Payments & Collections
Concept validation, User-journey mapping, Design and solution prioritization
UX strategy · Multi-market content · Dev handoff · Design Ops

TEAM

Global Design Tribe + Squad
Research, Product design, PO, Development
LATAM

Company Scale (2022 - 2023)

Monthly active users

30M+

across 9 countries

RappiCard Funding

$112M

raised Oct 2022

Revenue Growth

↑ 37%

$624M → $856M

Cards Issued

220K+

40% first-time holders

The Work: Payments & Collections

I owned the end-to-end design of the core financial UX, the flows that directly determine whether users can pay, manage debt, and stay in control of their finances across markets.

  • RappiCard payment experiences

  • End-to-end checkout systems

  • Collection flows for users in arrears

  • Payment settings and recurring payments

  • Multiple payment methods (QR codes, barcodes, direct debit)

  • Integrations with financial partners across 5 countries

Our users manage their finances in different ways, shaped by their lifestyles and needs. Our goal was to equip them with clear, comprehensive tools that make financial control simple and effective.

For 40% of RappiCard users, this was their first credit card. A confusing payment flow wasn't just a UX problem, it was a financial inclusion problem.

The multi-market complexity

Every flow had to work across Mexico, Colombia, Peru, Chile, and Brazil, with different banking infrastructure, regulatory requirements, and financial literacy levels. Content had to be managed in Spanish, English, and Portuguese, adapted for each country's specific terminology and legal language.

Design Tribe: Understanding the Team Needs

A design tribe of 25 people working across multiple squads and markets, with no shared framework for how to approach requirements, no documented ways of working, and no tools to support career growth.

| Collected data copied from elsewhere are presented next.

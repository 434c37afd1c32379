use anyhow::Result;
use tracing_subscriber::{layer::SubscriberExt, util::SubscriberInitExt};
use uuid::Uuid;

/// Initialize tracing with JSON output for structured logging.
/// Provides the correlation ids and structured fields operators grep
/// for when a ticket misbehaves.
pub fn init_telemetry() -> Result<()> {
    tracing_subscriber::registry()
        .with(
            tracing_subscriber::fmt::layer()
                .json()
                .with_current_span(true)
                .with_span_list(true),
        )
        .with(
            tracing_subscriber::EnvFilter::from_default_env()
                .add_directive(tracing::Level::INFO.into()),
        )
        .init();

    tracing::info!("fleetflow telemetry initialized with structured logging");
    Ok(())
}

/// Generate a correlation ID for linking related operations
pub fn generate_correlation_id() -> String {
    Uuid::new_v4().to_string()
}

/// Create a span with common ticket orchestration attributes
pub fn create_ticket_span(
    operation: &str,
    ticket_id: Option<&str>,
    flow_id: Option<&str>,
    correlation_id: Option<&str>,
) -> tracing::Span {
    tracing::info_span!(
        "ticket_orchestration",
        operation = operation,
        ticket.id = ticket_id,
        flow.id = flow_id,
        correlation.id = correlation_id,
    )
}

/// Shutdown telemetry gracefully
pub fn shutdown_telemetry() {
    tracing::info!("fleetflow telemetry shutdown complete");
}
use chrono::{DateTime, Utc};
use serde::{Deserialize, Serialize};
use uuid::Uuid;

/// Stage kind of a flow. The concrete stage behavior is selected from
/// this tag by `crate::stages::TicketStage::for_flow`.
#[derive(Debug, Clone, Copy, PartialEq, Eq, Hash, Serialize, Deserialize)]
#[serde(rename_all = "snake_case")]
pub enum FlowType {
    /// External approval through the ITSM service
    ExternalApproval,
    /// Task-graph execution on the internal engine
    InnerFlow,
    /// Task-graph execution, fast path (no retry todo on failure)
    QuickInnerFlow,
    /// Task-graph kickoff whose outcome is deliberately ignored
    IgnoreResultInnerFlow,
    /// Manual pause, resolved by a confirmation todo
    Pause,
    /// Wait until a stored trigger time
    Timer,
    ResourceApply,
    ResourceBatchApply,
    ResourceDeliver,
    ResourceBatchDeliver,
    /// Informational stage, succeeds immediately
    DescribeTask,
}

impl FlowType {
    pub fn is_inner(&self) -> bool {
        matches!(
            self,
            FlowType::InnerFlow | FlowType::QuickInnerFlow | FlowType::IgnoreResultInnerFlow
        )
    }

    pub fn is_resource_apply(&self) -> bool {
        matches!(self, FlowType::ResourceApply | FlowType::ResourceBatchApply)
    }

    pub fn is_resource_deliver(&self) -> bool {
        matches!(
            self,
            FlowType::ResourceDeliver | FlowType::ResourceBatchDeliver
        )
    }
}

/// Execution status of one flow.
#[derive(Debug, Clone, Copy, PartialEq, Eq, Hash, Serialize, Deserialize)]
#[serde(rename_all = "snake_case")]
pub enum FlowStatus {
    /// Created, predecessor not done yet
    Ready,
    Running,
    Succeeded,
    Failed,
    Terminated,
    Revoked,
}

impl FlowStatus {
    /// The finished set: a successor may start once its predecessor's
    /// computed status lands here.
    pub fn is_finished(&self) -> bool {
        matches!(
            self,
            FlowStatus::Succeeded
                | FlowStatus::Failed
                | FlowStatus::Terminated
                | FlowStatus::Revoked
        )
    }
}

/// One stage instance belonging to a ticket.
///
/// Created in bulk by the ticket builder; `details` is mutated by the
/// owning stage while it executes (a resource-apply stage writes the
/// allocated hosts into the next flow's details). Read-only once the
/// status is finished.
#[derive(Debug, Clone, Serialize, Deserialize)]
pub struct Flow {
    pub id: Uuid,
    pub ticket_id: Uuid,
    pub flow_type: FlowType,
    /// Position in the ticket's stage sequence
    pub ordinal: u32,
    pub status: FlowStatus,
    /// External handle: ITSM ticket serial, task-graph root id
    pub correlation_id: Option<String>,
    pub details: serde_json::Value,
    pub error: Option<String>,
    pub started_at: Option<DateTime<Utc>>,
    pub ended_at: Option<DateTime<Utc>>,
    pub created_at: DateTime<Utc>,
    pub updated_at: DateTime<Utc>,
}

impl Flow {
    pub fn new(ticket_id: Uuid, flow_type: FlowType, ordinal: u32, details: serde_json::Value) -> Self {
        let now = Utc::now();
        Self {
            id: Uuid::new_v4(),
            ticket_id,
            flow_type,
            ordinal,
            status: FlowStatus::Ready,
            correlation_id: None,
            details,
            error: None,
            started_at: None,
            ended_at: None,
            created_at: now,
            updated_at: now,
        }
    }
}
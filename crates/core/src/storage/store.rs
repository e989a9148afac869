use async_trait::async_trait;

use crate::errors::CoreError;

/// String-keyed durable store holding whole documents.
///
/// This is the only persistence capability the alert core needs: the
/// repository reads the full collection once at startup and rewrites it
/// after every mutation. Nothing here knows about alerts, so the same trait
/// fits browser local storage, a file per key, or an in-memory fake.
#[cfg_attr(target_arch = "wasm32", async_trait(?Send))]
#[cfg_attr(not(target_arch = "wasm32"), async_trait)]
pub trait KeyValueStore: Send + Sync {
    /// Human-readable name of this store (for logs/errors).
    fn name(&self) -> &str;

    /// Read the value stored under `key`, or `None` if nothing is stored.
    async fn get(&self, key: &str) -> Result<Option<String>, CoreError>;

    /// Replace the value stored under `key`.
    async fn set(&self, key: &str, value: &str) -> Result<(), CoreError>;

    /// Delete `key`. Deleting a missing key is not an error.
    async fn remove(&self, key: &str) -> Result<(), CoreError>;
}
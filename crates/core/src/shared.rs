use std::sync::Arc;
use tokio::sync::{Mutex, MutexGuard};

use crate::errors::CoreError;
use crate::models::alert::{AlertEvaluation, PriceAlert};
use crate::AlertService;

/// Cloneable handle for using one `AlertService` from several tasks.
///
/// Every operation takes the service lock for its whole duration, including
/// the store write. Tokio's mutex grants the lock in request order, so
/// overlapping mutations are applied and persisted one at a time, in the
/// order they were issued.
#[derive(Debug, Clone)]
pub struct SharedAlertService {
    inner: Arc<Mutex<AlertService>>,
}

impl SharedAlertService {
    pub fn new(service: AlertService) -> Self {
        Self {
            inner: Arc::new(Mutex::new(service)),
        }
    }

    /// Exclusive access for callers that need several operations in a row.
    pub async fn lock(&self) -> MutexGuard<'_, AlertService> {
        self.inner.lock().await
    }

    pub async fn create_alert(
        &self,
        flight_id: &str,
        origin: &str,
        destination: &str,
        target_price: f64,
        current_price: f64,
        currency: &str,
    ) -> Result<PriceAlert, CoreError> {
        self.inner
            .lock()
            .await
            .create_alert(flight_id, origin, destination, target_price, current_price, currency)
            .await
    }

    pub async fn remove_alert(&self, flight_id: &str) -> Result<bool, CoreError> {
        self.inner.lock().await.remove_alert(flight_id).await
    }

    pub async fn clear_alerts(&self) -> Result<(), CoreError> {
        self.inner.lock().await.clear_alerts().await
    }

    pub async fn get_alert_for_flight(&self, flight_id: &str) -> Option<PriceAlert> {
        self.inner
            .lock()
            .await
            .get_alert_for_flight(flight_id)
            .cloned()
    }

    /// Snapshot of all alerts at the time of the call.
    pub async fn list_alerts(&self) -> Vec<PriceAlert> {
        self.inner.lock().await.list_alerts().to_vec()
    }

    pub async fn evaluate(&self, flight_id: &str, observed_price: Option<f64>) -> AlertEvaluation {
        self.inner.lock().await.evaluate(flight_id, observed_price)
    }

    pub async fn alert_count(&self) -> usize {
        self.inner.lock().await.alert_count()
    }
}
use crate::models::alert::{AlertEvaluation, PriceAlert};

/// Decides whether an alert's price condition holds.
///
/// Pure business logic — no state, no I/O. Easy to test.
pub struct AlertEvaluator;

impl AlertEvaluator {
    pub fn new() -> Self {
        Self
    }

    /// `true` iff a known price is at or below the alert's target.
    ///
    /// An unknown price never triggers. A price that is not finite or is
    /// negative is not a usable observation and is treated as unknown.
    #[must_use]
    pub fn is_triggered(&self, alert: &PriceAlert, observed_price: Option<f64>) -> bool {
        match observed_price {
            Some(price) if price.is_finite() && price >= 0.0 => price <= alert.target_price,
            _ => false,
        }
    }

    /// Evaluate an optional alert; `None` yields `NotApplicable`.
    #[must_use]
    pub fn evaluate(&self, alert: Option<&PriceAlert>, observed_price: Option<f64>) -> AlertEvaluation {
        match alert {
            None => AlertEvaluation::NotApplicable,
            Some(alert) if self.is_triggered(alert, observed_price) => AlertEvaluation::Triggered,
            Some(_) => AlertEvaluation::NotTriggered,
        }
    }

    /// Default target for a new alert: 90% of the current price, rounded
    /// down to a whole unit and never below 1.
    /// Returns `None` when `current_price` is not a positive finite number.
    #[must_use]
    pub fn suggested_target_price(&self, current_price: f64) -> Option<f64> {
        if !current_price.is_finite() || current_price <= 0.0 {
            return None;
        }
        Some((current_price * 0.9).floor().max(1.0))
    }
}

impl Default for AlertEvaluator {
    fn default() -> Self {
        Self::new()
    }
}
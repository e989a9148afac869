use chrono::{DateTime, Utc};
use serde::{Deserialize, Serialize};

/// A user's request to be told when a flight's fare drops to or below a threshold.
///
/// Field names are part of the durable storage contract: the collection is
/// persisted as a JSON array of these records, with camelCase keys
/// (`flightId`, `targetPrice`, `currentPriceAtCreation`, `createdAt`, ...).
/// Every field is required when reading a stored document back.
#[derive(Debug, Clone, PartialEq, Serialize, Deserialize)]
#[serde(rename_all = "camelCase")]
pub struct PriceAlert {
    /// Opaque flight identifier; at most one alert exists per flight
    pub flight_id: String,

    /// Departure airport/city code, copied at creation time
    pub origin: String,

    /// Arrival airport/city code, copied at creation time
    pub destination: String,

    /// Threshold price; the alert triggers at or below it
    pub target_price: f64,

    /// Fare seen when the alert was created (informational, not the live price)
    pub current_price_at_creation: f64,

    /// Three-letter currency code shared by `target_price` and observed prices
    pub currency: String,

    /// Creation instant, never changed afterwards
    pub created_at: DateTime<Utc>,
}

impl PriceAlert {
    /// Build an alert stamped with the current time.
    /// Performs no validation; `AlertService::create_alert` is the validating entry point.
    pub fn new(
        flight_id: impl Into<String>,
        origin: impl Into<String>,
        destination: impl Into<String>,
        target_price: f64,
        current_price_at_creation: f64,
        currency: impl Into<String>,
    ) -> Self {
        Self {
            flight_id: flight_id.into(),
            origin: origin.into(),
            destination: destination.into(),
            target_price,
            current_price_at_creation,
            currency: currency.into(),
            created_at: Utc::now(),
        }
    }

    /// Route label for display, e.g. `"WAW → JFK"`.
    #[must_use]
    pub fn route(&self) -> String {
        format!("{} → {}", self.origin, self.destination)
    }
}

/// Outcome of evaluating a flight against its alert.
#[derive(Debug, Clone, Copy, PartialEq, Eq, Serialize, Deserialize)]
pub enum AlertEvaluation {
    /// No alert exists for the flight
    NotApplicable,
    /// An alert exists but the observed price is above target (or unknown)
    NotTriggered,
    /// The observed price is at or below the alert's target
    Triggered,
}

impl AlertEvaluation {
    #[must_use]
    pub fn is_triggered(&self) -> bool {
        matches!(self, AlertEvaluation::Triggered)
    }
}

impl std::fmt::Display for AlertEvaluation {
    fn fmt(&self, f: &mut std::fmt::Formatter<'_>) -> std::fmt::Result {
        match self {
            AlertEvaluation::NotApplicable => write!(f, "Not applicable"),
            AlertEvaluation::NotTriggered => write!(f, "Not triggered"),
            AlertEvaluation::Triggered => write!(f, "Triggered"),
        }
    }
}

/// Result of checking one stored alert against a live price.
#[derive(Debug, Clone, PartialEq)]
pub struct AlertCheck {
    pub alert: PriceAlert,

    /// Price used for evaluation; `None` when the provider failed or
    /// quoted a different currency
    pub observed_price: Option<f64>,

    pub evaluation: AlertEvaluation,
}
pub mod config;
pub mod errors;
pub mod models;
pub mod providers;
pub mod services;
pub mod shared;
pub mod storage;

use config::AlertConfig;
use models::alert::{AlertCheck, AlertEvaluation, PriceAlert};
use providers::traits::FlightPriceProvider;
use services::alert_evaluator::AlertEvaluator;
use storage::memory::MemoryStore;
use storage::repository::AlertRepository;
use storage::store::KeyValueStore;

use errors::CoreError;

pub use shared::SharedAlertService;

/// Main entry point for the flight price alerts core.
///
/// Presentation code talks only to this type: it validates arguments,
/// then hands work to the repository (storage) and the evaluator (trigger
/// rules). One instance is built per application session.
#[must_use]
pub struct AlertService {
    repository: AlertRepository,
    evaluator: AlertEvaluator,
}

impl std::fmt::Debug for AlertService {
    fn fmt(&self, f: &mut std::fmt::Formatter<'_>) -> std::fmt::Result {
        f.debug_struct("AlertService")
            .field("repository", &self.repository)
            .finish()
    }
}

impl AlertService {
    /// Load the alert collection from `store` using the configured storage key.
    /// A missing or corrupted stored collection yields an empty service.
    pub async fn load(store: Box<dyn KeyValueStore>, config: &AlertConfig) -> Self {
        Self::load_with_key(store, config.storage_key.clone()).await
    }

    /// Load the alert collection stored under an explicit key.
    pub async fn load_with_key(store: Box<dyn KeyValueStore>, key: impl Into<String>) -> Self {
        let repository = AlertRepository::load(store, key).await;
        Self::build(repository)
    }

    /// Create a service over a fresh, unlimited in-memory store.
    pub async fn in_memory() -> Self {
        Self::load(Box::new(MemoryStore::new()), &AlertConfig::default()).await
    }

    // ── Alert Management ────────────────────────────────────────────

    /// Set or replace the price alert for a flight.
    ///
    /// Calling this again for the same flight replaces the earlier alert
    /// (new target, new creation time). Returns the stored alert.
    ///
    /// Validation, all reported as `CoreError::InvalidAlertParameters`:
    /// - `target_price` must be finite and greater than zero
    /// - `current_price` must be finite and not negative
    /// - `flight_id` must not be blank
    /// - `currency` must be exactly 3 ASCII letters (stored upper-cased)
    ///
    /// If the store rejects the write, the alert is still kept in memory and
    /// `CoreError::PersistenceWriteFailure` is returned.
    pub async fn create_alert(
        &mut self,
        flight_id: &str,
        origin: &str,
        destination: &str,
        target_price: f64,
        current_price: f64,
        currency: &str,
    ) -> Result<PriceAlert, CoreError> {
        if !target_price.is_finite() || target_price <= 0.0 {
            return Err(CoreError::InvalidAlertParameters(format!(
                "Target price must be a positive number, got {target_price}"
            )));
        }
        if !current_price.is_finite() || current_price < 0.0 {
            return Err(CoreError::InvalidAlertParameters(format!(
                "Current price must be a non-negative number, got {current_price}"
            )));
        }
        if flight_id.trim().is_empty() {
            return Err(CoreError::InvalidAlertParameters(
                "Flight id must not be empty".into(),
            ));
        }
        let currency_code = currency.trim().to_uppercase();
        if currency_code.len() != 3 || !currency_code.chars().all(|c| c.is_ascii_alphabetic()) {
            return Err(CoreError::InvalidAlertParameters(format!(
                "Invalid currency code '{currency}': must be exactly 3 ASCII letters (e.g., USD, EUR, PLN)"
            )));
        }

        let alert = PriceAlert::new(
            flight_id,
            origin,
            destination,
            target_price,
            current_price,
            currency_code,
        );
        self.repository.upsert(alert.clone()).await?;
        tracing::info!(
            "Alert set for flight {} ({}) at {} {}",
            alert.flight_id,
            alert.route(),
            alert.currency,
            alert.target_price
        );
        Ok(alert)
    }

    /// Remove the alert for a flight.
    /// Returns `Ok(false)` if the flight had no alert; that is not an error.
    pub async fn remove_alert(&mut self, flight_id: &str) -> Result<bool, CoreError> {
        let removed = self.repository.remove(flight_id).await?;
        if removed {
            tracing::info!("Alert removed for flight {}", flight_id);
        }
        Ok(removed)
    }

    /// Remove every alert and delete the stored collection.
    pub async fn clear_alerts(&mut self) -> Result<(), CoreError> {
        self.repository.clear().await
    }

    /// Get the alert for a flight, if any.
    #[must_use]
    pub fn get_alert_for_flight(&self, flight_id: &str) -> Option<&PriceAlert> {
        self.repository.find_by_flight_id(flight_id)
    }

    /// Returns `true` if the flight has an alert.
    #[must_use]
    pub fn has_alert(&self, flight_id: &str) -> bool {
        self.repository.find_by_flight_id(flight_id).is_some()
    }

    /// All alerts, in the order they were first created.
    #[must_use]
    pub fn list_alerts(&self) -> &[PriceAlert] {
        self.repository.list()
    }

    /// Number of alerts without materializing a list.
    #[must_use]
    pub fn alert_count(&self) -> usize {
        self.repository.len()
    }

    // ── Evaluation ──────────────────────────────────────────────────

    /// Evaluate a flight's alert against an observed price.
    ///
    /// `NotApplicable` when the flight has no alert; otherwise `Triggered`
    /// iff the price is known and at or below the target.
    #[must_use]
    pub fn evaluate(&self, flight_id: &str, observed_price: Option<f64>) -> AlertEvaluation {
        self.evaluator
            .evaluate(self.repository.find_by_flight_id(flight_id), observed_price)
    }

    /// Default target price to offer when the user opens the alert form.
    #[must_use]
    pub fn suggested_target_price(&self, current_price: f64) -> Option<f64> {
        self.evaluator.suggested_target_price(current_price)
    }

    /// Check every alert against the live price from `provider`.
    ///
    /// Never fails as a whole: a provider error, a quote for another flight
    /// or a quote in another currency leaves that alert's price unknown, so
    /// it reports `NotTriggered`. Results follow collection order.
    pub async fn check_alerts(&self, provider: &dyn FlightPriceProvider) -> Vec<AlertCheck> {
        let mut checks = Vec::with_capacity(self.repository.len());

        for alert in self.repository.list() {
            let observed_price = match provider.get_current_price(&alert.flight_id).await {
                Ok(quote) if quote.flight_id != alert.flight_id => {
                    tracing::warn!(
                        "{} answered flight {} with a quote for {}; skipping",
                        provider.name(),
                        alert.flight_id,
                        quote.flight_id
                    );
                    None
                }
                Ok(quote) => {
                    let price = quote.price_in(&alert.currency);
                    if price.is_none() {
                        tracing::warn!(
                            "{} quoted flight {} in {}, alert is in {}; skipping",
                            provider.name(),
                            alert.flight_id,
                            quote.currency,
                            alert.currency
                        );
                    }
                    price
                }
                Err(e) => {
                    tracing::warn!(
                        "{} failed to price flight {}: {}",
                        provider.name(),
                        alert.flight_id,
                        e
                    );
                    None
                }
            };

            let evaluation = self.evaluator.evaluate(Some(alert), observed_price);
            checks.push(AlertCheck {
                alert: alert.clone(),
                observed_price,
                evaluation,
            });
        }

        checks
    }

    /// Alerts whose flight currently costs at most their target price.
    pub async fn triggered_alerts(&self, provider: &dyn FlightPriceProvider) -> Vec<PriceAlert> {
        self.check_alerts(provider)
            .await
            .into_iter()
            .filter(|check| check.evaluation.is_triggered())
            .map(|check| check.alert)
            .collect()
    }

    // ── Export ──────────────────────────────────────────────────────

    /// Export all alerts as a pretty-printed JSON string.
    pub fn export_alerts_to_json(&self) -> Result<String, CoreError> {
        serde_json::to_string_pretty(self.repository.list())
            .map_err(|e| CoreError::Serialization(format!("Failed to serialize alerts to JSON: {e}")))
    }

    /// Key under which the alert collection is stored.
    #[must_use]
    pub fn storage_key(&self) -> &str {
        self.repository.storage_key()
    }

    // ── Internal ────────────────────────────────────────────────────

    fn build(repository: AlertRepository) -> Self {
        Self {
            repository,
            evaluator: AlertEvaluator::new(),
        }
    }
}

Why it mattered: As Rappi's design function matured from execution to strategic partnership, the team needed infrastructure to match. The Design Ops initiative gave 25 designers a shared language, reduced process friction across squads, and created the foundation for a more autonomous, high-performing team.

Co-led a Design Ops initiative and help building tools for the team

Process

We worked within a Think → Build → Validate loop, adapted to the pace of a fast-moving fintech squad:

Think - Analyze user needs, existing research, business goals, and market-specific use cases to define the right problem before touching design tools.

Build - Start with an MVP. Move fast, make decisions, test ideas with real users before committing to full builds.

Validate - Ship, measure, iterate. Every flow was a hypothesis. We used post-launch insights to identify friction and improve continuously.

This wasn't a rigid process - it was a mindset that kept us from over-designing and under-shipping.

RappiPay taught me what it means to design at scale under real constraints - It sharpened my ability to prioritize ruthlessly, collaborate across large cross-functional teams, and build frameworks that outlast any individual feature.